Table 1: The MIG GPU Instance Profiles and their Associated Fractions of the Physical GPU’s Memory and SMs

As one example from Table 1, if a systems administrator were to create a GPU Instance by choosing the first GPU Instance profile from the set, the “MIG 1g.5gb” one, then they would be allocating a slice representing one-eighth of the total 40GB (or 80GB for those models that have it) of memory that is on the physical GPU to that new GPU Instance.  This would also allocate just one fraction (14 SMs) of the total SMs to that GPU Instance, from the 7 SM fractions available. For the A100 GPU, there are 14 SMs in one fraction.

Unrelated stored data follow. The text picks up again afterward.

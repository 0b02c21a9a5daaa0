//! Composition gateway.
//!
//! One query and mutation surface over the account, catalog and order
//! services. Account reads fan out to the order service and stitch the
//! results together; partial failures are reported per field.

pub mod gateway;
pub mod model;
pub mod routes;

use std::sync::Arc;

use account::HttpAccountClient;
use axum::Router;
use axum::routing::get;
use catalog::HttpCatalogClient;
use common::ServiceConfig;
use metrics_exporter_prometheus::PrometheusHandle;
use order::HttpOrderClient;
use tower_http::cors::{Any, CorsLayer};
use tower_http::trace::TraceLayer;

pub use gateway::{Gateway, validate_order_input};
pub use model::{AccountView, Composed, FieldError, ProductSelector};

/// Creates the Axum application router with all routes and shared state.
pub fn create_app(gateway: Arc<Gateway>, metrics_handle: PrometheusHandle) -> Router {
    let metrics_router = Router::new()
        .route("/metrics", get(routes::metrics::get))
        .with_state(metrics_handle);

    Router::new()
        .route("/health", get(common::http::health))
        .route(
            "/accounts",
            get(routes::accounts::list).post(routes::accounts::create),
        )
        .route("/accounts/{id}", get(routes::accounts::get))
        .route(
            "/products",
            get(routes::products::list).post(routes::products::create),
        )
        .route("/orders", axum::routing::post(routes::orders::create))
        .with_state(gateway)
        .merge(metrics_router)
        .layer(
            CorsLayer::new()
                .allow_origin(Any)
                .allow_methods(Any)
                .allow_headers(Any),
        )
        .layer(TraceLayer::new_for_http())
}

/// Builds a gateway that reaches every service over HTTP.
pub fn remote_gateway(config: &ServiceConfig) -> Gateway {
    let timeout = config.upstream_timeout;
    Gateway::new(
        Arc::new(HttpAccountClient::new(&config.account_url, timeout)),
        Arc::new(HttpCatalogClient::new(&config.catalog_url, timeout)),
        Arc::new(HttpOrderClient::new(&config.order_url, timeout)),
        timeout,
    )
}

The newly-created GPU Instance will itself be used later on where it is mapped to a suitable vGPU Profile.

In a second example, if we chose to use the “MIG 7g.40gb” profile, then we are creating a GPU Instance that allocates all of the on-GPU memory and all 7 fractions of the total SMs available on a physical GPU to that one GPU Instance. In this second example, the entire GPU is dedicated to the VM that gets that GPU Instance – and the GPU is not shared. Some user/workload cases demand this kind of dedication.

There are rules in the MIG software for how you can combine some, though not all, of these GPU Instance profiles on one GPU. Consult the detailed description in the NVIDIA MIG User Guide for these rules.

This new method of sharing a physical GPU across VMs using MIG features gives the systems administrator or cloud operator a significant advantage over the older pre-MIG form of vGPU profile. Now, the administrator can know with certainty that one consumer using one GPU Instance is isolated at the GPU hardware level from another using a separate GPU Instance from the same physical GPU. Fault occurrences are also isolated at the GPU Instance level. This allows the administrator to act as a cloud service provider and carve up their GPU power in new ways – for multi-tenancy reasons.

Choosing the vGPU Profile Associated with a GPU Instance

A GPU Instance is the object in MIG that is mapped to a vGPU profile, through their similar names. You can see that the names of the GPU Instance profiles from Table 1 map onto the longer-named vGPU Profiles in the set shown below from the vSphere Client “Edit Settings” dialog. In the vSphere Client, the user works only with vGPU Profiles – not with GPU Instances or GPU Instance Profiles.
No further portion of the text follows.